Even better is closer “When We Are Together,” a breezy and understated acoustic ballad fleshed out with banjo and fiddle, which smuggles in impressive amounts of oversharing around the refrain, “The only time I feel I might get better/ Is when we are together.” Functioning as more of an ellipsis than end punctuation, it’s so gentle and pretty that you could easily miss how much is crammed into its lyrics. Speculation that the song is about Twigs is seemingly borne out by a reference to creative competition among two lovers with huge egos. There’s also this line, which references Healy’s departure from Twitter after his tweet about George Floyd’s death alongside the 1975’s our-generation-is-fucked anthem “Love It If We Made It” struck various onlookers as tone-deaf: “It was poorly handled/ The day we both got canceled/ Because I’m a racist and you’re some kind of slag.”

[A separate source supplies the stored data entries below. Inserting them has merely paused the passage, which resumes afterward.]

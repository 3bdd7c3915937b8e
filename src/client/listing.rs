//! Listing envelope
//!
//! A listing arrives as an engine-owned array of items, each pointing at
//! engine-owned key bytes. `ItemsEnvelope` copies everything out into
//! caller-owned `Item`s and releases the engine memory exactly once, on drop,
//! whether or not the copy completed.

use std::ptr;
use std::slice;

use crate::item::Item;
use crate::sys::{self, burrow_item_t};

pub(crate) struct ItemsEnvelope {
    items: *mut burrow_item_t,
    len: usize,
}

impl ItemsEnvelope {
    pub(crate) fn new() -> Self {
        Self {
            items: ptr::null_mut(),
            len: 0,
        }
    }

    pub(crate) fn items_out(&mut self) -> *mut *mut burrow_item_t {
        &mut self.items
    }

    pub(crate) fn len_out(&mut self) -> *mut usize {
        &mut self.len
    }

    /// Copy every key and stat into caller-owned items
    pub(crate) fn into_items(self) -> Vec<Item> {
        self.raw_items()
            .iter()
            .map(|raw| {
                // SAFETY: the engine hands out `size` initialized bytes at
                // `ptr`, valid until released in drop.
                let key = if raw.key.ptr.is_null() || raw.key.size == 0 {
                    Vec::new()
                } else {
                    unsafe { slice::from_raw_parts(raw.key.ptr, raw.key.size) }.to_vec()
                };
                Item {
                    key,
                    stat: raw.stat.into(),
                }
            })
            .collect()
    }

    fn raw_items(&self) -> &[burrow_item_t] {
        if self.items.is_null() || self.len == 0 {
            return &[];
        }
        // SAFETY: the engine filled `len` contiguous items at `items`.
        unsafe { slice::from_raw_parts(self.items, self.len) }
    }
}

impl Drop for ItemsEnvelope {
    fn drop(&mut self) {
        if self.items.is_null() {
            return;
        }
        for raw in self.raw_items() {
            // SAFETY: each key was allocated by the engine for this listing
            // and is released here once.
            unsafe { sys::burrow_bytes_free(raw.key.ptr, raw.key.size) };
        }
        // SAFETY: the envelope itself, released once; keys were freed above.
        unsafe { sys::burrow_items_free(self.items, self.len) };
        self.items = ptr::null_mut();
        self.len = 0;
    }
}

“When We Are Together” is not the only song on which Healy mentions getting “soft-canceled” (as he’s referred to the experience in interviews). It is the only one where he skeptically considers the buzzword “gaslighting,” though he’s expressed similar sentiments in the past (see: “Sincerity Is Scary”). He also sings about masturbation quite a bit on the album, a subject that rivals his obsession with the ways we relate online. All this plus his admiration for a media sphere including Red Scare, Joe Rogan, and various Substacks might have you raising your eyebrows all the way past your hairline, but who can really be surprised to see this particular public figure gravitating toward edgelords, provocateurs, and self-professed free thinkers? It’s all part and parcel with the ultra-topical, disconcertingly personal ethos that made the 1975 one of the most polarizing and fascinating bands of their era. They’re still finding new ways to be cringe within the context of songwriting so inspired that I’m compelled to roll with it. Much of the fun of following this band is wrapped up in that tightrope act.

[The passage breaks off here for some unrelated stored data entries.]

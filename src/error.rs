//! Error types for BurrowKV
//!
//! One error enum serves both sides of the boundary. The engine produces the
//! storage-flavoured variants and the boundary folds them into status codes;
//! the client layer decodes those codes exactly once (see `client::status`)
//! and only ever surfaces the recoverable variants below. Status codes the
//! client does not recognize never become a `BurrowError`: they abort the
//! operation chain with a panic.

use std::path::PathBuf;

use thiserror::Error;

use crate::transaction::ReaderState;

/// Result type alias using BurrowError
pub type Result<T> = std::result::Result<T, BurrowError>;

/// Unified error type for BurrowKV operations
#[derive(Debug, Error)]
pub enum BurrowError {
    // -------------------------------------------------------------------------
    // I/O Errors
    // -------------------------------------------------------------------------
    #[error("IO error: {0}")]
    Io(#[from] std::io::Error),

    // -------------------------------------------------------------------------
    // WAL Errors
    // -------------------------------------------------------------------------
    #[error("WAL corruption detected: {0}")]
    WalCorruption(String),

    #[error("WAL write failed: {0}")]
    WalWrite(String),

    // -------------------------------------------------------------------------
    // Key / Data Errors
    // -------------------------------------------------------------------------
    #[error("Key not found")]
    KeyNotFound,

    /// A non-empty read produced no bytes: the offset is at or past the end.
    #[error("End of data")]
    EndOfData,

    // -------------------------------------------------------------------------
    // Write Integrity Errors
    // -------------------------------------------------------------------------
    /// The engine reported its write-failure sentinel.
    #[error("Write failed: engine reported an unknown error")]
    WriteFailed,

    /// The engine reported a byte count other than the length handed to it.
    #[error("Write count mismatch: expected {expected} bytes, engine reported {written}")]
    WriteCountMismatch { expected: usize, written: usize },

    // -------------------------------------------------------------------------
    // Session Errors
    // -------------------------------------------------------------------------
    #[error("Reader is {actual:?}, operation requires {expected:?}")]
    ReaderState {
        expected: ReaderState,
        actual: ReaderState,
    },

    #[error("Failed to open store at {path:?} (status {status})")]
    Open { path: PathBuf, status: u32 },

    // -------------------------------------------------------------------------
    // Serialization Errors
    // -------------------------------------------------------------------------
    #[error("Serialization error: {0}")]
    Serialization(String),

    // -------------------------------------------------------------------------
    // Configuration Errors
    // -------------------------------------------------------------------------
    #[error("Configuration error: {0}")]
    Config(String),
}

impl BurrowError {
    /// The referenced key does not exist.
    pub fn is_not_found(&self) -> bool {
        matches!(self, BurrowError::KeyNotFound)
    }

    /// A read ran off the end of the stored value.
    pub fn is_end_of_data(&self) -> bool {
        matches!(self, BurrowError::EndOfData)
    }

    /// Internal-consistency failures: the engine broke its side of the
    /// contract and the affected handle should not be trusted further.
    pub fn is_fatal(&self) -> bool {
        matches!(
            self,
            BurrowError::WriteCountMismatch { .. } | BurrowError::WalCorruption(_)
        )
    }
}

impl From<bincode::Error> for BurrowError {
    fn from(err: bincode::Error) -> Self {
        BurrowError::Serialization(err.to_string())
    }
}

Still, Being Funny has plenty to offer that hypothetical fan who wishes Healy would play it a little straighter, if only slightly. The relentlessly spunky but lyrically dark “Looking For Somebody (To Love),” the most obviously Antonoff-addled song for its resemblance to Springsteen’s “Dancing In The Dark,” seems to find sympathy for a mass shooter who was bullied and rejected, while also critiquing his thought process and the society that produced him. The similarly vibrant and uptempo “Wintering,” so winsomely cheery I might even describe it as zippy, is a backdoor Christmas song full of familial tenderness and the repeated promise, “I’ll be home on the 23rd.” On the slow jam front, the rootsy love song “All I Need To Hear” channels Wilco in piano ballad mode, “Human Too” blooms into some tasteful jazzy downtempo hip-hop, and the howl-along “Oh Caroline” instantly enters the electric-piano-and-gated-drums hall of fame, with references to suicide and “getting cucked” along the way.

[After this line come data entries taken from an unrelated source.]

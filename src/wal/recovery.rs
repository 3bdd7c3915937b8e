//! WAL Recovery
//!
//! Handles crash recovery by replaying the WAL.

use std::fs::OpenOptions;
use std::path::Path;

use crate::error::{BurrowError, Result};

use super::{WalEntry, WalReader};

/// Handles WAL recovery after crash
pub struct WalRecovery;

/// Result of a recovery operation
#[derive(Debug, Default, Clone, PartialEq, Eq)]
pub struct RecoveryResult {
    /// Number of entries successfully recovered
    pub entries_recovered: u64,

    /// Number of corrupted entries skipped
    pub entries_corrupted: u64,

    /// Last valid LSN
    pub last_lsn: u64,

    /// Whether the WAL was truncated (partial writes removed)
    pub was_truncated: bool,
}

/// Outcome of one pass over the log
struct Scan {
    entries: Vec<WalEntry>,
    result: RecoveryResult,
    valid_len: u64,
}

impl WalRecovery {
    /// Recover entries from a WAL file
    ///
    /// This will:
    /// 1. Read all valid entries
    /// 2. Stop at the first corrupted entry (everything after it is suspect)
    /// 3. Truncate partial writes and corrupted tails
    /// 4. Return all valid entries in order
    pub fn recover(path: &Path) -> Result<(Vec<WalEntry>, RecoveryResult)> {
        let scan = Self::scan(path, true)?;

        if scan.result.was_truncated {
            let file = OpenOptions::new().write(true).open(path)?;
            file.set_len(scan.valid_len)?;
            file.sync_all()?;
            tracing::warn!(
                path = %path.display(),
                valid_len = scan.valid_len,
                corrupted = scan.result.entries_corrupted,
                "Truncated WAL tail"
            );
        }

        Ok((scan.entries, scan.result))
    }

    /// Verify integrity of a WAL file without modifying it
    pub fn verify(path: &Path) -> Result<RecoveryResult> {
        Ok(Self::scan(path, false)?.result)
    }

    fn scan(path: &Path, keep_entries: bool) -> Result<Scan> {
        let file_len = std::fs::metadata(path)?.len();
        let mut reader = WalReader::open(path)?;
        let mut entries = Vec::new();
        let mut result = RecoveryResult::default();

        loop {
            match reader.next_entry() {
                Ok(Some(entry)) => {
                    result.entries_recovered += 1;
                    result.last_lsn = entry.lsn;
                    if keep_entries {
                        entries.push(entry);
                    }
                }
                Ok(None) => break,
                Err(BurrowError::WalCorruption(reason)) => {
                    tracing::warn!(path = %path.display(), %reason, "Corrupted WAL entry");
                    result.entries_corrupted += 1;
                    break;
                }
                Err(e) => return Err(e),
            }
        }

        let valid_len = reader.position();
        result.was_truncated = valid_len < file_len;

        Ok(Scan {
            entries,
            result,
            valid_len,
        })
    }
}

As it turns out, the new 1975 is not so different from the old 1975. I have a hard time imagining Being Funny In A Foreign Language becoming anyone’s favorite album by this band, and I don’t expect many people to switch sides in the great 1975 debate after hearing it. At first, having become accustomed to these guys doing the most as an operating principle, I was disappointed at the album’s relatively limited scope. The more I live with it, the more it wins me over, one track at a time. Every 1975 album has its hits and misses, and what this one lacks in absurd bombast, it makes up for in a lower percentage of failed experiments. Before Being Funny I had no category for a taut, focused, all-killer no-filler 1975 album. This ain’t that, but I now believe they have a release like that in them, and I’d love it if they made it.

Being Funny In A Foreign Language is out 10/14 on Dirty Hit/Interscope.